▸ Your goal: Repeat all of the entries, please, keeping each line exact.

________________________

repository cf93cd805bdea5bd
use std::io;
use thiserror::Error;

/// All errors produced by the imgdrop client and service plumbing.
#[derive(Debug, Error)]
pub enum Error {
    /// Nothing in the submitted batch was an image.
    #[error("No image files found in selection")]
    NoEligibleFiles,

    /// The request did not produce a usable HTTP response (connect, timeout, body).
    #[error("transport: {0}")]
    Transport(#[from] reqwest::Error),

    /// The store answered with a non-2xx status.
    #[error("{message}")]
    Rejected { status: u16, message: String },

    /// The response body did not have the expected shape.
    #[error("malformed response: {0}")]
    Parse(String),

    /// Filesystem I/O failed.
    #[error("io: {0}")]
    Io(#[from] io::Error),

    /// Settings could not be loaded.
    #[error("config: {0}")]
    Config(#[from] config::ConfigError),

    #[error("invalid url: {0}")]
    Url(#[from] url::ParseError),
}

pub type Result<T> = std::result::Result<T, Error>;

impl Error {
    pub fn parse(msg: impl Into<String>) -> Self {
        Error::Parse(msg.into())
    }

    pub fn rejected(status: u16, message: impl Into<String>) -> Self {
        Error::Rejected {
            status,
            message: message.into(),
        }
    }

    /// Human-readable reason for a failed item, as shown to the user.
    ///
    /// Server rejections carry the store's own message; everything else falls
    /// back to the error's display text.
    pub fn reason(&self) -> String {
        match self {
            Error::Rejected { message, .. } => message.clone(),
            other => other.to_string(),
        }
    }
}

#[cfg(test)]
mod tests {
    use super::*;

    #[test]
    fn rejection_reason_is_server_message() {
        let err = Error::rejected(413, "too large");
        assert_eq!(err.reason(), "too large");
        assert_eq!(err.to_string(), "too large");
    }

    #[test]
    fn parse_reason_mentions_shape() {
        let err = Error::parse("missing data");
        assert_eq!(err.reason(), "malformed response: missing data");
    }
}
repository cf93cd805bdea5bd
pub mod http;
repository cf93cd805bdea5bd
//! Local filesystem source: turns paths into file and directory handles.

use std::io;
use std::path::{Path, PathBuf};

use tokio::fs::{DirEntry, ReadDir};
use tokio::io::AsyncReadExt;

use crate::base::source::{ContainerDirectory, LeafFile, Payload, SourceHandle};
use crate::prelude::*;

/// Bytes inspected when sniffing the declared media type.
const SNIFF_LEN: u64 = 8192;

pub const OCTET_STREAM: &str = "application/octet-stream";

/// Declared media type for a file on disk, sniffed from its leading bytes.
///
/// Unreadable or unrecognised files are declared as `application/octet-stream`;
/// the store has the final say.
pub async fn sniff_media_type(path: &Path) -> &'static str {
    let mut head = Vec::new();
    let read = async {
        let file = tokio::fs::File::open(path).await?;
        file.take(SNIFF_LEN).read_to_end(&mut head).await
    };
    if let Err(err) = read.await {
        debug!(path = %path.display(), "cannot sniff media type: {err}");
        return OCTET_STREAM;
    }
    infer::get(&head)
        .map(|kind| kind.mime_type())
        .unwrap_or(OCTET_STREAM)
}

pub async fn leaf_file(path: &Path) -> LeafFile {
    let name = path
        .file_name()
        .map(|n| n.to_string_lossy().into_owned())
        .unwrap_or_else(|| path.display().to_string());
    let media_type = sniff_media_type(path).await;
    LeafFile::new(name, media_type, Payload::Path(path.to_path_buf()))
}

/// Classifies a path given on input into a leaf file or a directory handle.
pub async fn source_handle(path: &Path, page_size: usize) -> Result<SourceHandle> {
    let metadata = tokio::fs::metadata(path).await?;
    if metadata.is_dir() {
        Ok(SourceHandle::directory(LocalDirectory::new(path, page_size)))
    } else {
        Ok(leaf_file(path).await.into())
    }
}

/// A directory on disk, read lazily in pages of at most `page_size` entries.
pub struct LocalDirectory {
    path: PathBuf,
    name: String,
    page_size: usize,
    entries: Option<ReadDir>,
    exhausted: bool,
    /// A failure hit after part of a page was read; reported by the next read.
    deferred: Option<io::Error>,
}

impl LocalDirectory {
    pub fn new(path: impl Into<PathBuf>, page_size: usize) -> Self {
        let path = path.into();
        Self {
            name: path.display().to_string(),
            path,
            page_size: page_size.max(1),
            entries: None,
            exhausted: false,
            deferred: None,
        }
    }

    async fn classify(&self, entry: DirEntry) -> io::Result<Option<SourceHandle>> {
        let path = entry.path();
        let file_type = entry.file_type().await?;
        if file_type.is_dir() {
            return Ok(Some(SourceHandle::directory(LocalDirectory::new(
                path,
                self.page_size,
            ))));
        }
        if file_type.is_file() {
            return Ok(Some(leaf_file(&path).await.into()));
        }
        if file_type.is_symlink() {
            // Linked files are taken, linked directories are not followed.
            match tokio::fs::metadata(&path).await {
                Ok(target) if target.is_file() => return Ok(Some(leaf_file(&path).await.into())),
                Ok(_) => debug!(path = %path.display(), "skipping directory symlink"),
                Err(err) => warn!(path = %path.display(), "skipping broken symlink: {err}"),
            }
        }
        Ok(None)
    }

    /// Ends the listing after a failed entry. Children already collected for
    /// this page are returned and the failure is held for the next read.
    fn settle_failed_page(
        &mut self,
        batch: Vec<SourceHandle>,
        err: io::Error,
    ) -> Result<Vec<SourceHandle>> {
        self.exhausted = true;
        self.entries = None;
        if batch.is_empty() {
            return Err(err.into());
        }
        self.deferred = Some(err);
        Ok(batch)
    }
}

#[async_trait]
impl ContainerDirectory for LocalDirectory {
    fn name(&self) -> &str {
        &self.name
    }

    async fn read_children(&mut self) -> Result<Vec<SourceHandle>> {
        if let Some(err) = self.deferred.take() {
            return Err(err.into());
        }
        if self.exhausted {
            return Ok(Vec::new());
        }
        let mut entries = match self.entries.take() {
            Some(entries) => entries,
            None => tokio::fs::read_dir(&self.path).await?,
        };

        let mut batch = Vec::new();
        while batch.len() < self.page_size {
            let step = match entries.next_entry().await {
                Ok(Some(entry)) => self.classify(entry).await,
                Ok(None) => {
                    self.exhausted = true;
                    break;
                }
                Err(err) => Err(err),
            };
            match step {
                Ok(Some(child)) => batch.push(child),
                Ok(None) => {}
                Err(err) => return self.settle_failed_page(batch, err),
            }
        }
        if !self.exhausted {
            self.entries = Some(entries);
        }
        Ok(batch)
    }
}
pub mod app;
pub mod base;
pub mod error;
pub mod execution;
pub mod ops;
pub mod prelude;
pub mod service;
pub mod settings;
pub mod utils;
pub mod view;

pub use app::App;
pub use base::catalog::{ActiveSelection, Catalog, CatalogEntry};
pub use base::source::{ContainerDirectory, LeafFile, SourceHandle};
pub use error::{Error, Result};
pub use execution::ingest::{BatchResult, IngestFailure, IngestionOutcome};
pub use ops::store::{RemoteStore, http::HttpStore};
pub use settings::{ClientSettings, ServiceSettings, Settings};
pub use view::{CollectionView, Notice, Presenter, Severity, TerminalPresenter};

________________________

▸ Exercise answer:
repository cf93cd805bdea5bd
use std::io;
use thiserror::Error;

/// All errors produced by the imgdrop client and service plumbing.
#[derive(Debug, Error)]
pub enum Error {
    /// Nothing in the submitted batch was an image.
    #[error("No image files found in selection")]
    NoEligibleFiles,

    /// The request did not produce a usable HTTP response (connect, timeout, body).
    #[error("transport: {0}")]
    Transport(#[from] reqwest::Error),

    /// The store answered with a non-2xx status.
    #[error("{message}")]
    Rejected { status: u16, message: String },

    /// The response body did not have the expected shape.
    #[error("malformed response: {0}")]
    Parse(String),

    /// Filesystem I/O failed.
    #[error("io: {0}")]
    Io(#[from] io::Error),

    /// Settings could not be loaded.
    #[error("config: {0}")]
    Config(#[from] config::ConfigError),

    #[error("invalid url: {0}")]
    Url(#[from] url::ParseError),
}

pub type Result<T> = std::result::Result<T, Error>;

impl Error {
    pub fn parse(msg: impl Into<String>) -> Self {
        Error::Parse(msg.into())
    }

    pub fn rejected(status: u16, message: impl Into<String>) -> Self {
        Error::Rejected {
            status,
            message: message.into(),
        }
    }

    /// Human-readable reason for a failed item, as shown to the user.
    ///
    /// Server rejections carry the store's own message; everything else falls
    /// back to the error's display text.
    pub fn reason(&self) -> String {
        match self {
            Error::Rejected { message, .. } => message.clone(),
            other => other.to_string(),
        }
    }
}

#[cfg(test)]
mod tests {
    use super::*;

    #[test]
    fn rejection_reason_is_server_message() {
        let err = Error::rejected(413, "too large");
        assert_eq!(err.reason(), "too large");
        assert_eq!(err.to_string(), "too large");
    }

    #[test]
    fn parse_reason_mentions_shape() {
        let err = Error::parse("missing data");
        assert_eq!(err.reason(), "malformed response: missing data");
    }
}
repository cf93cd805bdea5bd
pub mod http;
repository cf93cd805bdea5bd
//! Local filesystem source: turns paths into file and directory handles.

use std::io;
use std::path::{Path, PathBuf};

use tokio::fs::{DirEntry, ReadDir};
use tokio::io::AsyncReadExt;

use crate::base::source::{ContainerDirectory, LeafFile, Payload, SourceHandle};
use crate::prelude::*;

/// Bytes inspected when sniffing the declared media type.
const SNIFF_LEN: u64 = 8192;

pub const OCTET_STREAM: &str = "application/octet-stream";

/// Declared media type for a file on disk, sniffed from its leading bytes.
///
/// Unreadable or unrecognised files are declared as `application/octet-stream`;
/// the store has the final say.
pub async fn sniff_media_type(path: &Path) -> &'static str {
    let mut head = Vec::new();
    let read = async {
        let file = tokio::fs::File::open(path).await?;
        file.take(SNIFF_LEN).read_to_end(&mut head).await
    };
    if let Err(err) = read.await {
        debug!(path = %path.display(), "cannot sniff media type: {err}");
        return OCTET_STREAM;
    }
    infer::get(&head)
        .map(|kind| kind.mime_type())
        .unwrap_or(OCTET_STREAM)
}

pub async fn leaf_file(path: &Path) -> LeafFile {
    let name = path
        .file_name()
        .map(|n| n.to_string_lossy().into_owned())
        .unwrap_or_else(|| path.display().to_string());
    let media_type = sniff_media_type(path).await;
    LeafFile::new(name, media_type, Payload::Path(path.to_path_buf()))
}

/// Classifies a path given on input into a leaf file or a directory handle.
pub async fn source_handle(path: &Path, page_size: usize) -> Result<SourceHandle> {
    let metadata = tokio::fs::metadata(path).await?;
    if metadata.is_dir() {
        Ok(SourceHandle::directory(LocalDirectory::new(path, page_size)))
    } else {
        Ok(leaf_file(path).await.into())
    }
}

/// A directory on disk, read lazily in pages of at most `page_size` entries.
pub struct LocalDirectory {
    path: PathBuf,
    name: String,
    page_size: usize,
    entries: Option<ReadDir>,
    exhausted: bool,
    /// A failure hit after part of a page was read; reported by the next read.
    deferred: Option<io::Error>,
}

impl LocalDirectory {
    pub fn new(path: impl Into<PathBuf>, page_size: usize) -> Self {
        let path = path.into();
        Self {
            name: path.display().to_string(),
            path,
            page_size: page_size.max(1),
            entries: None,
            exhausted: false,
            deferred: None,
        }
    }

    async fn classify(&self, entry: DirEntry) -> io::Result<Option<SourceHandle>> {
        let path = entry.path();
        let file_type = entry.file_type().await?;
        if file_type.is_dir() {
            return Ok(Some(SourceHandle::directory(LocalDirectory::new(
                path,
                self.page_size,
            ))));
        }
        if file_type.is_file() {
            return Ok(Some(leaf_file(&path).await.into()));
        }
        if file_type.is_symlink() {
            // Linked files are taken, linked directories are not followed.
            match tokio::fs::metadata(&path).await {
                Ok(target) if target.is_file() => return Ok(Some(leaf_file(&path).await.into())),
                Ok(_) => debug!(path = %path.display(), "skipping directory symlink"),
                Err(err) => warn!(path = %path.display(), "skipping broken symlink: {err}"),
            }
        }
        Ok(None)
    }

    /// Ends the listing after a failed entry. Children already collected for
    /// this page are returned and the failure is held for the next read.
    fn settle_failed_page(
        &mut self,
        batch: Vec<SourceHandle>,
        err: io::Error,
    ) -> Result<Vec<SourceHandle>> {
        self.exhausted = true;
        self.entries = None;
        if batch.is_empty() {
            return Err(err.into());
        }
        self.deferred = Some(err);
        Ok(batch)
    }
}

#[async_trait]
impl ContainerDirectory for LocalDirectory {
    fn name(&self) -> &str {
        &self.name
    }

    async fn read_children(&mut self) -> Result<Vec<SourceHandle>> {
        if let Some(err) = self.deferred.take() {
            return Err(err.into());
        }
        if self.exhausted {
            return Ok(Vec::new());
        }
        let mut entries = match self.entries.take() {
            Some(entries) => entries,
            None => tokio::fs::read_dir(&self.path).await?,
        };

        let mut batch = Vec::new();
        while batch.len() < self.page_size {
            let step = match entries.next_entry().await {
                Ok(Some(entry)) => self.classify(entry).await,
                Ok(None) => {
                    self.exhausted = true;
                    break;
                }
                Err(err) => Err(err),
            };
            match step {
                Ok(Some(child)) => batch.push(child),
                Ok(None) => {}
                Err(err) => return self.settle_failed_page(batch, err),
            }
        }
        if !self.exhausted {
            self.entries = Some(entries);
        }
        Ok(batch)
    }
}
pub mod app;
pub mod base;
pub mod error;
pub mod execution;
pub mod ops;
pub mod prelude;
pub mod service;
pub mod settings;
pub mod utils;
pub mod view;

pub use app::App;
pub use base::catalog::{ActiveSelection, Catalog, CatalogEntry};
pub use base::source::{ContainerDirectory, LeafFile, SourceHandle};
pub use error::{Error, Result};
pub use execution::ingest::{BatchResult, IngestFailure, IngestionOutcome};
pub use ops::store::{RemoteStore, http::HttpStore};
pub use settings::{ClientSettings, ServiceSettings, Settings};
pub use view::{CollectionView, Notice, Presenter, Severity, TerminalPresenter};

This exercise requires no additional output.